Bigger turbines change everything
But no study is perfect. The wind industry has changed so much since the early 2000s. Since 2010 we have been effectively been looking at different machines.
Similar studies to the German one have found that gearbox failures are more prevalent in larger turbines.
Probably one area where O&M is more crucial is offshore wind. Despite the continual upward curve in offshore wind turbine power ratings, the sea is as unrelenting as ever when it comes to access.
And helicopter access remains as expensive as ever.
Many wind turbine manufacturers are looking at ways they can automate the wind turbine maintenance or do it remotely from shore.
But another concern is if one component fails it can quickly damage another if not spotted quickly enough.
Data is all-important
Sentient’s head of industrial internet solutions Adrijan Ribaric said the company uses a high-fidelity process to study components including the bearings.
Ribaric said “We buy bearings, chop them up and put them on the profilometer and measure them. Even further, we take material samples.”
He added: “The advantage of this is that we get a good view of a specific asset and what is the weakest component in it.
“That component could be different for different turbines even though they use the same components because they operate at different locations or they have the same model of the bearing or gear but are a different match. And only material-based models can provide that.”
Sentient uses sensitivity tools to handle different properties. These include surface roughness or lubrication.
It can also examine different bearings from different suppliers.
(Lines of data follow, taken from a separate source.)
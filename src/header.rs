//! KorEXO preamble scanning and metadata extraction.
//!
//! Walks the decoded export line by line to pick up the stated creation
//! time, the sensor serial, mean and standard deviation rows, and the
//! data header line that anchors the CSV body.

use crate::constants::{
    FILE_CREATED_MARKER, HEADER_LINE_PREFIX, MEAN_VALUE_MARKER, MISSING_TOKEN, PARAM_OFFSET,
    SENSOR_SERIAL_MARKER, STANDARD_DEVIATION_MARKER,
};
use crate::error::{KorexoError, Result};
use std::path::Path;
use tracing::debug;

/// Everything the preamble says about the data columns
#[derive(Debug, Clone, PartialEq)]
pub struct Preamble {
    pub created_info: Option<String>,
    /// 1-based line number of the `Date (` header
    pub header_line_no: usize,
    /// Full split of the header line, leading columns included
    pub columns: Vec<String>,
    pub sensors: Vec<String>,
    pub means: Vec<Option<f64>>,
    pub stdevs: Vec<Option<f64>>,
}

impl Preamble {
    /// Sensor parameter labels, aligned with `sensors`, `means` and `stdevs`
    pub fn params(&self) -> &[String] {
        &self.columns[PARAM_OFFSET..]
    }
}

/// Convert a metadata token to a number, `NA` being an explicit missing value
pub fn convert_numeric(token: &str) -> Result<Option<f64>> {
    if token == MISSING_TOKEN {
        return Ok(None);
    }

    token
        .trim()
        .parse::<f64>()
        .map(Some)
        .map_err(|_| KorexoError::InvalidNumber {
            token: token.to_string(),
        })
}

/// Scan decoded text for the preamble rows and the data header
pub fn scan_preamble(text: &str, path: &Path) -> Result<Preamble> {
    let mut scanner = PreambleScanner::default();

    for (line_num, line) in text.lines().enumerate() {
        if scanner.parse_line(line, line_num + 1)? {
            break;
        }
    }

    let preamble = scanner.build(path)?;

    debug!(
        "Scanned preamble for {}: header_line_no={}, parameters={}",
        path.display(),
        preamble.header_line_no,
        preamble.params().len()
    );

    Ok(preamble)
}

/// Accumulates preamble rows until the header line is reached
#[derive(Default)]
struct PreambleScanner {
    created_info: Option<String>,
    sensors: Option<Vec<String>>,
    means: Option<Vec<Option<f64>>>,
    stdevs: Option<Vec<Option<f64>>>,
    header: Option<(usize, Vec<String>)>,
}

impl PreambleScanner {
    /// Feed one line; returns true once the header line has been seen
    fn parse_line(&mut self, line: &str, line_no: usize) -> Result<bool> {
        if line.starts_with(HEADER_LINE_PREFIX) {
            let columns = line.split(',').map(str::to_string).collect();
            self.header = Some((line_no, columns));
            return Ok(true);
        }

        if line.starts_with(FILE_CREATED_MARKER) {
            if self.created_info.is_none() {
                self.created_info = line
                    .split_once(',')
                    .map(|(_, stated)| stated.trim().to_string());
            }
        } else if line.contains(MEAN_VALUE_MARKER) {
            if self.means.is_none() {
                self.means = Some(parse_numeric_row(line)?);
            }
        } else if line.contains(STANDARD_DEVIATION_MARKER) {
            if self.stdevs.is_none() {
                self.stdevs = Some(parse_numeric_row(line)?);
            }
        } else if line.contains(SENSOR_SERIAL_MARKER) && self.sensors.is_none() {
            self.sensors = Some(row_values(line).map(str::to_string).collect());
        }

        Ok(false)
    }

    fn build(self, path: &Path) -> Result<Preamble> {
        let (header_line_no, columns) = self
            .header
            .ok_or_else(|| KorexoError::malformed(path, "no data header found"))?;

        if columns.len() < PARAM_OFFSET {
            return Err(KorexoError::malformed(
                path,
                format!(
                    "data header has {} columns, expected at least {}",
                    columns.len(),
                    PARAM_OFFSET
                ),
            ));
        }

        let expected = columns.len() - PARAM_OFFSET;
        let sensors = aligned_row(self.sensors, "SENSOR SERIAL NUMBER", expected)?;
        let means = aligned_row(self.means, "MEAN VALUE", expected)?;
        let stdevs = aligned_row(self.stdevs, "STANDARD DEVIATION", expected)?;

        Ok(Preamble {
            created_info: self.created_info,
            header_line_no,
            columns,
            sensors,
            means,
            stdevs,
        })
    }
}

/// Fields of a metadata row after the leading columns
fn row_values(line: &str) -> impl Iterator<Item = &str> {
    line.split(',').skip(PARAM_OFFSET)
}

fn parse_numeric_row(line: &str) -> Result<Vec<Option<f64>>> {
    row_values(line).map(convert_numeric).collect()
}

/// Check a metadata row exists and lines up with the sensor parameters
fn aligned_row<T>(row: Option<Vec<T>>, name: &'static str, expected: usize) -> Result<Vec<T>> {
    let values = row.unwrap_or_default();
    if values.len() != expected {
        return Err(KorexoError::MetadataMismatch {
            row: name,
            expected,
            found: values.len(),
        });
    }
    Ok(values)
}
From there an assessment can be made into whether keeping the bearing cost effective.
Or whether it would be better value to replace them all with a different component.
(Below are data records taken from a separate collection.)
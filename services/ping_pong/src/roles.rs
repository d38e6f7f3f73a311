//! The two actors: a pinger that measures round trips and a ponger that
//! echoes them back

use actors::ActorContext;
use anyhow::{bail, ensure, Result};
use std::cell::RefCell;
use std::net::SocketAddr;
use std::rc::Rc;
use std::time::{Duration, Instant};
use tracing::{debug, info};
use types::{Action, ActionKind, HandshakeRequest, Ping};

pub const PINGER: &str = "pinger";
pub const PONGER: &str = "ponger";

/// Round-trip times seen by the pinger
#[derive(Debug, Clone, Default, PartialEq)]
pub struct PingReport {
    pub rounds: u64,
    pub total_rtt: Duration,
    pub max_rtt: Duration,
}

impl PingReport {
    fn record(&mut self, rtt: Duration) {
        self.rounds += 1;
        self.total_rtt += rtt;
        self.max_rtt = self.max_rtt.max(rtt);
    }

    pub fn mean_rtt(&self) -> Duration {
        match u32::try_from(self.rounds) {
            Ok(0) | Err(_) => Duration::ZERO,
            Ok(rounds) => self.total_rtt / rounds,
        }
    }
}

/// Handshake with `peer`, then send `rounds` pings and check each pong
pub async fn pinger(
    ctx: ActorContext,
    peer: SocketAddr,
    rounds: u64,
    report: Rc<RefCell<PingReport>>,
) -> Result<()> {
    ctx.send(peer, &HandshakeRequest::new().with_transaction(0).into())?;
    let ack = ctx
        .recv_kinds(&[ActionKind::HandshakeRequest], Some(peer))
        .await;
    debug!(actor = ctx.name(), %peer, ack = %ack.action, "Handshake complete");

    let started = Instant::now();
    for round in 0..rounds {
        let transaction = round + 1;
        let elapsed_ms = i64::try_from(started.elapsed().as_millis()).unwrap_or(i64::MAX);
        let ping = Ping::new(round, elapsed_ms).with_transaction(transaction);
        let sent_at = Instant::now();
        ctx.send(peer, &ping.into())?;

        let inbound = ctx.recv_kinds(&[ActionKind::Ping], Some(peer)).await;
        let Action::Ping(pong) = &inbound.action else {
            bail!("expected a ping back, got {}", inbound.action);
        };
        ensure!(
            pong.header.transaction_id == transaction && pong.ping_id == round,
            "{pong} does not answer round {round}"
        );
        ensure!(pong.ping_ms >= 0, "{pong} carries a negative clock");

        let rtt = sent_at.elapsed();
        debug!(round, rtt_us = rtt.as_micros() as u64, "Pong");
        report.borrow_mut().record(rtt);
    }
    info!(rounds, "Pinger done");
    Ok(())
}

/// Accept one handshake from anyone, then answer `rounds` pings from that
/// peer with the ponger's own clock
pub async fn ponger(ctx: ActorContext, rounds: u64) -> Result<()> {
    let hello = ctx.recv_kinds(&[ActionKind::HandshakeRequest], None).await;
    let peer = hello.sender;
    ctx.reply(&hello, HandshakeRequest::new())?;
    info!(actor = ctx.name(), %peer, "Accepted handshake");

    let started = Instant::now();
    for _ in 0..rounds {
        let inbound = ctx.recv_kinds(&[ActionKind::Ping], Some(peer)).await;
        let Action::Ping(ping) = &inbound.action else {
            bail!("restrictor let through {}", inbound.action);
        };
        let elapsed_ms = i64::try_from(started.elapsed().as_millis()).unwrap_or(i64::MAX);
        ctx.reply(&inbound, Ping::new(ping.ping_id, elapsed_ms))?;
    }
    info!(rounds, "Ponger done");
    Ok(())
}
Yet there are plenty of pitfalls with data.
Maintenance Partners (ME) used a combination of meteorological and turbine data to refine a wind turbine’s power curve.
ME project engineer Philippe Mol said there are still many variables to overcome during analysis and this is not always down to the complexity of the data.
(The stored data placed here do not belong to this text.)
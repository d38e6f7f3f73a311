//! Actor routing over the in-memory network

use actors::{
    DispatchError, DispatchOptions, Dispatcher, Restrictor, RouteOutcome, RoutePolicy,
    TaskObservers, UnknownActionPolicy,
};
use futures::future::{self, Either};
use network::{MemoryNetwork, MemoryTransport, Transport};
use std::cell::{Cell, RefCell};
use std::net::SocketAddr;
use std::rc::Rc;
use types::{Action, ActionKind, Catalog, HandshakeRequest, MessageHeader, Ping, TransferOk};

fn encode(action: impl Into<Action>) -> Vec<u8> {
    Catalog::default().encode(&action.into()).unwrap().to_vec()
}

fn peer(port: u16) -> SocketAddr {
    SocketAddr::from(([10, 0, 0, 1], port))
}

type Log = Rc<RefCell<Vec<String>>>;

/// Dispatcher with two actors: `pings` takes pings from `x` only, `handshakes`
/// takes handshakes from anyone. Each logs what it received.
fn two_actor_setup(
    x: SocketAddr,
    options: DispatchOptions,
) -> (MemoryNetwork, Dispatcher<MemoryTransport>, Log) {
    let net = MemoryNetwork::new();
    let mut dispatcher = Dispatcher::new(net.bind(), Catalog::default(), options);
    let log: Log = Rc::default();

    dispatcher
        .register("pings", {
            let log = Rc::clone(&log);
            move |ctx| async move {
                for _ in 0u64.. {
                    let inbound = ctx.recv_kinds(&[ActionKind::Ping], Some(x)).await;
                    log.borrow_mut().push(format!("pings:{}", inbound.action.kind()));
                }
                Ok(())
            }
        })
        .unwrap();
    dispatcher
        .register("handshakes", {
            let log = Rc::clone(&log);
            move |ctx| async move {
                for _ in 0u64.. {
                    let inbound = ctx.recv_kinds(&[ActionKind::HandshakeRequest], None).await;
                    log.borrow_mut()
                        .push(format!("handshakes:{}", inbound.action.kind()));
                }
                Ok(())
            }
        })
        .unwrap();
    (net, dispatcher, log)
}

#[test]
fn test_disjoint_restrictors_route_as_published() {
    let (x, y) = (peer(1), peer(2));
    let (net, mut dispatcher, log) = two_actor_setup(x, DispatchOptions::default());
    let unmatched = RefCell::new(Vec::new());

    assert_eq!(
        dispatcher.route(x, &encode(Ping::new(1, 1))).unwrap(),
        RouteOutcome::Delivered(1)
    );
    assert_eq!(
        dispatcher.route(y, &encode(HandshakeRequest::new())).unwrap(),
        RouteOutcome::Delivered(1)
    );

    let me = dispatcher.transport().addr();
    let ping_from_y = encode(Ping::new(2, 2));
    net.inject(y, me, &ping_from_y);
    let summary = dispatcher
        .poll_and_route(|sender, bytes| unmatched.borrow_mut().push((sender, bytes.to_vec())))
        .unwrap();

    assert_eq!(summary.received, 1);
    assert_eq!(summary.unmatched, 1);
    assert_eq!(*unmatched.borrow(), vec![(y, ping_from_y)]);
    assert_eq!(
        *log.borrow(),
        vec!["pings:ping".to_string(), "handshakes:handshake-request".to_string()]
    );

    // The ping actor is still waiting on x
    assert_eq!(
        dispatcher.route(x, &encode(Ping::new(3, 3))).unwrap(),
        RouteOutcome::Delivered(1)
    );
    assert_eq!(dispatcher.stats().unmatched, 1);
}

#[test]
fn test_try_accept_leaves_rejected_message_unconsumed() {
    let x = peer(1);
    let (_net, mut dispatcher, log) = two_actor_setup(x, DispatchOptions::default());
    let handshake = encode(HandshakeRequest::new());

    assert!(!dispatcher.try_accept("pings", x, &handshake).unwrap());
    assert!(log.borrow().is_empty());
    assert!(dispatcher.try_accept("handshakes", x, &handshake).unwrap());
    assert_eq!(log.borrow().len(), 1);

    assert!(matches!(
        dispatcher.try_accept("nobody", x, &handshake),
        Err(DispatchError::UnknownActor { .. })
    ));
}

#[test]
fn test_unknown_action_escalates_without_touching_actors() {
    let x = peer(1);
    let (_net, mut dispatcher, log) = two_actor_setup(x, DispatchOptions::default());
    let before = dispatcher.restrictor("pings");

    let mut bogus = encode(Ping::new(1, 1));
    bogus[..4].copy_from_slice(&99u32.to_le_bytes());
    let me = dispatcher.transport().local_addr().unwrap();
    dispatcher.transport().send(me, &bogus).unwrap();
    dispatcher.transport().send(me, &encode(HandshakeRequest::new())).unwrap();

    let err = dispatcher.poll_and_route(|_, _| {}).unwrap_err();
    assert!(matches!(err, DispatchError::UnknownAction { kind: 99, .. }));
    assert!(log.borrow().is_empty());
    assert_eq!(dispatcher.restrictor("pings"), before);
    assert_eq!(dispatcher.stats().unknown, 1);

    // The datagram behind the unknown one is still queued
    let summary = dispatcher.poll_and_route(|_, _| {}).unwrap();
    assert_eq!(summary.delivered, 1);
}

#[test]
fn test_unknown_action_drop_and_log() {
    let options = DispatchOptions {
        unknown_action: UnknownActionPolicy::DropAndLog,
        ..DispatchOptions::default()
    };
    let (_net, mut dispatcher, _log) = two_actor_setup(peer(1), options);
    let mut bogus = encode(Ping::new(1, 1));
    bogus[..4].copy_from_slice(&0u32.to_le_bytes());

    assert_eq!(dispatcher.route(peer(1), &bogus).unwrap(), RouteOutcome::Unknown);
}

#[test]
fn test_corrupted_datagram_is_dropped_and_counted() {
    let x = peer(1);
    let (_net, mut dispatcher, log) = two_actor_setup(x, DispatchOptions::default());
    let mut bytes = encode(Ping::new(1, 1));
    bytes[MessageHeader::SIZE + 2] ^= 0x40;

    assert_eq!(dispatcher.route(x, &bytes).unwrap(), RouteOutcome::Dropped);
    assert_eq!(dispatcher.route(x, &bytes[..5]).unwrap(), RouteOutcome::Dropped);
    assert_eq!(dispatcher.stats().dropped, 2);
    assert!(log.borrow().is_empty());
    // Still waiting for a good ping
    assert_eq!(
        dispatcher.route(x, &encode(Ping::new(1, 1))).unwrap(),
        RouteOutcome::Delivered(1)
    );
}

#[test]
fn test_only_well_formed_datagrams_reach_unmatched_handler() {
    let net = MemoryNetwork::new();
    let mut dispatcher = Dispatcher::with_defaults(net.bind());
    let me = dispatcher.transport().addr();
    let good = encode(Ping::new(1, 1));
    let mut corrupted = good.clone();
    corrupted[MessageHeader::SIZE] ^= 0x01;

    net.inject(peer(1), me, &good[..4]);
    net.inject(peer(1), me, &good[..MessageHeader::SIZE + 3]);
    net.inject(peer(1), me, &corrupted);
    net.inject(peer(1), me, &good);

    let seen = RefCell::new(Vec::new());
    let summary = dispatcher
        .poll_and_route(|_, bytes| seen.borrow_mut().push(bytes.to_vec()))
        .unwrap();

    assert_eq!(summary.received, 4);
    assert_eq!(summary.dropped, 3);
    assert_eq!(summary.unmatched, 1);
    assert_eq!(*seen.borrow(), vec![good]);
    assert_eq!(dispatcher.stats().unmatched, 1);
}

const TIMEOUT: u64 = 7;

/// Actor that takes one datagram unless the timeout event fires first
fn register_racer(dispatcher: &mut Dispatcher<MemoryTransport>, log: &Log) {
    let log = Rc::clone(log);
    dispatcher
        .register("racer", move |ctx| async move {
            match future::select(ctx.recv_any(None), ctx.wait(TIMEOUT)).await {
                Either::Left((inbound, _)) => {
                    log.borrow_mut().push(format!("got:{}", inbound.action.kind()))
                }
                Either::Right(((), _)) => log.borrow_mut().push("timeout".to_string()),
            }
            Ok(())
        })
        .unwrap();
}

#[test]
fn test_recv_loses_race_to_delivered_timeout() {
    let net = MemoryNetwork::new();
    let mut dispatcher = Dispatcher::with_defaults(net.bind());
    let log: Log = Rc::default();
    register_racer(&mut dispatcher, &log);

    assert_eq!(dispatcher.restrictor("racer"), Some(Restrictor::any()));
    assert_eq!(dispatcher.pending_events(&TIMEOUT), 1);
    assert_eq!(dispatcher.deliver(&(TIMEOUT + 1), ()), 0);

    assert_eq!(dispatcher.deliver(&TIMEOUT, ()), 1);
    assert_eq!(*log.borrow(), vec!["timeout".to_string()]);
    assert!(dispatcher.is_empty());
    assert_eq!(dispatcher.pending_events(&TIMEOUT), 0);
    assert_eq!(
        dispatcher.route(peer(1), &encode(Ping::new(1, 1))).unwrap(),
        RouteOutcome::Unmatched
    );
}

#[test]
fn test_recv_wins_race_and_withdraws_timeout() {
    let net = MemoryNetwork::new();
    let mut dispatcher = Dispatcher::with_defaults(net.bind());
    let log: Log = Rc::default();
    register_racer(&mut dispatcher, &log);

    assert_eq!(
        dispatcher.route(peer(1), &encode(TransferOk::new(1, 2))).unwrap(),
        RouteOutcome::Delivered(1)
    );
    assert_eq!(*log.borrow(), vec!["got:transfer-ok".to_string()]);
    assert!(dispatcher.is_empty());
    assert_eq!(dispatcher.pending_events(&TIMEOUT), 0);
    assert_eq!(dispatcher.deliver(&TIMEOUT, ()), 0);
}

#[test]
fn test_actors_wait_on_typed_events() {
    let net = MemoryNetwork::new();
    let mut dispatcher: Dispatcher<_, &'static str, u32> =
        Dispatcher::with_events(net.bind(), Catalog::default(), DispatchOptions::default());
    let seen = Rc::new(RefCell::new(Vec::new()));

    for name in ["a", "b"] {
        let seen = Rc::clone(&seen);
        dispatcher
            .register(name, move |ctx| async move {
                let level = ctx.wait_until("level", |v| *v >= 3).await;
                seen.borrow_mut().push((ctx.name().to_string(), level));
                Ok(())
            })
            .unwrap();
    }

    assert_eq!(dispatcher.deliver(&"level", 2), 0);
    assert_eq!(dispatcher.pending_events(&"level"), 2);
    assert_eq!(dispatcher.deliver(&"level", 5), 2);
    assert_eq!(
        *seen.borrow(),
        vec![("a".to_string(), 5), ("b".to_string(), 5)]
    );
    assert!(dispatcher.is_empty());
}

#[test]
fn test_broadcast_and_first_match() {
    for (policy, expected) in [(RoutePolicy::Broadcast, 2), (RoutePolicy::FirstMatch, 1)] {
        let net = MemoryNetwork::new();
        let options = DispatchOptions {
            route_policy: policy,
            ..DispatchOptions::default()
        };
        let mut dispatcher = Dispatcher::new(net.bind(), Catalog::default(), options);
        let hits = Rc::new(Cell::new(0));
        for name in ["first", "second"] {
            let hits = Rc::clone(&hits);
            dispatcher
                .register(name, move |ctx| async move {
                    ctx.recv(Restrictor::any()).await;
                    hits.set(hits.get() + 1);
                    Ok(())
                })
                .unwrap();
        }

        let outcome = dispatcher.route(peer(1), &encode(TransferOk::new(1, 2))).unwrap();
        assert_eq!(outcome, RouteOutcome::Delivered(expected));
        assert_eq!(hits.get(), expected);
        assert_eq!(dispatcher.len(), 2 - expected);
    }
}

#[test]
fn test_duplicate_and_remove() {
    let net = MemoryNetwork::new();
    let mut dispatcher = Dispatcher::with_defaults(net.bind());
    let dropped = Rc::new(Cell::new(false));

    struct SetOnDrop(Rc<Cell<bool>>);
    impl Drop for SetOnDrop {
        fn drop(&mut self) {
            self.0.set(true);
        }
    }

    dispatcher
        .register("solo", {
            let guard = SetOnDrop(Rc::clone(&dropped));
            move |ctx| async move {
                let _guard = guard;
                ctx.recv_any(None).await;
                Ok(())
            }
        })
        .unwrap();
    assert!(matches!(
        dispatcher.register("solo", |_| async { Ok(()) }),
        Err(DispatchError::DuplicateActor { .. })
    ));
    assert_eq!(dispatcher.restrictor("solo"), Some(Restrictor::any()));

    assert!(dispatcher.remove("solo"));
    assert!(dropped.get());
    assert!(!dispatcher.remove("solo"));
    assert_eq!(
        dispatcher.route(peer(1), &encode(Ping::new(1, 1))).unwrap(),
        RouteOutcome::Unmatched
    );
}

#[test]
fn test_actor_fault_goes_to_observer() {
    let net = MemoryNetwork::new();
    let mut dispatcher = Dispatcher::with_defaults(net.bind());
    let fault = Rc::new(RefCell::new(None));

    dispatcher
        .register_with(
            "strict",
            |ctx| async move {
                let inbound = ctx.recv_any(None).await;
                anyhow::ensure!(
                    inbound.action.kind() == ActionKind::HandshakeRequest,
                    "expected handshake, got {}",
                    inbound.action
                );
                Ok(())
            },
            TaskObservers::new().on_fault({
                let fault = Rc::clone(&fault);
                move |f| *fault.borrow_mut() = Some(f.error().to_string())
            }),
        )
        .unwrap();

    dispatcher.route(peer(1), &encode(TransferOk::new(1, 2))).unwrap();
    assert!(fault.borrow().as_deref().unwrap().starts_with("expected handshake"));
    assert!(dispatcher.is_empty());
    assert_eq!(dispatcher.unobserved_faults(), 0);
}

#[test]
fn test_ping_pong_ten_rounds() {
    const ROUNDS: u64 = 10;
    let net = MemoryNetwork::new();
    let mut left = Dispatcher::with_defaults(net.bind());
    let mut right = Dispatcher::with_defaults(net.bind());
    let left_addr = left.transport().addr();
    let right_addr = right.transport().addr();
    let finished = Rc::new(Cell::new(0));

    let done = || {
        let finished = Rc::clone(&finished);
        TaskObservers::new().on_complete(move |_: &()| finished.set(finished.get() + 1))
    };

    right
        .register_with(
            "ponger",
            move |ctx| async move {
                for _ in 0..ROUNDS {
                    let inbound = ctx.recv_kinds(&[ActionKind::Ping], Some(left_addr)).await;
                    let Action::Ping(ping) = &inbound.action else {
                        anyhow::bail!("unexpected {}", inbound.action);
                    };
                    ctx.reply(&inbound, Ping::new(ping.ping_id, ping.ping_ms + 1))?;
                }
                Ok(())
            },
            done(),
        )
        .unwrap();

    left.register_with(
        "pinger",
        move |ctx| async move {
            for round in 0..ROUNDS {
                let ping = Ping::new(round, 1000 * round as i64).with_transaction(500 + round);
                ctx.send(right_addr, &ping.into())?;
                let inbound = ctx.recv_kinds(&[ActionKind::Ping], Some(right_addr)).await;
                anyhow::ensure!(inbound.action.transaction_id() == 500 + round);
                let Action::Ping(pong) = inbound.action else {
                    anyhow::bail!("not a ping");
                };
                anyhow::ensure!(pong.ping_id == round && pong.ping_ms == 1000 * round as i64 + 1);
            }
            Ok(())
        },
        done(),
    )
    .unwrap();

    for _ in 0..(4 * ROUNDS) {
        if left.is_empty() && right.is_empty() {
            break;
        }
        right.poll_and_route(|_, _| panic!("ponger missed a datagram")).unwrap();
        left.poll_and_route(|_, _| panic!("pinger missed a datagram")).unwrap();
    }

    assert_eq!(finished.get(), 2);
    assert!(left.is_empty() && right.is_empty());
    assert_eq!(left.unobserved_faults() + right.unobserved_faults(), 0);
    assert_eq!(left.stats().delivered, ROUNDS);
    assert_eq!(right.stats().delivered, ROUNDS);
    assert_eq!(net.pending(left_addr) + net.pending(right_addr), 0);
}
Cut O&M costs but know where you are cutting
The wind industry has made enormous strides in cutting the cost of energy. Reductions in operational expenditure has played a key part of this.
Yet if these reductions are not thought through, they could end up costing more in the long-term.
We’re driven by the need to reduce operational expenditure. It’s ok to cut costs but you have to know what you’re doing. But it’s a mistake when you’re not in control because you don’t know the consequences.
There has been a tendency to surmise that if the generator performance can’t be improved its operating costs can be reduced.
Condition monitoring systems at the forefront of prevention
There is nothing new about content monitoring systems. Indeed some believe the systems themselves have not been able to keep up with development in other areas of the wind turbine.
But data analysis is now all-important.
Vibration is an indicator of potential issues. If it drifts towards a critical level this can trigger alarms and may even require a visit.
Yet there are studies afoot that may reduce the need to go into the nacelle. Recent research from DNV GL found there was likely to be a role for artificial intelligence in terms of wind farm maintenance.
In offshore this could include the use of drones to supply monitor external components or bring components from the mainland.
When the problems hit the generator
Overall, it is worth remembering many windmill faults tend to come in the bedding in period following installation. Generally, this levels off until the back end of its lifespan, generally around 10-15 years after commissioning.
Overall, costs will continue to fall. Reduction in O&M costs is a crucial element of bringing down the cost of energy.
It seems as new software applications develop to handle data, better predictive systems will come to the fore in making this happen. This can only help prevent the need for wind turbine maintenance.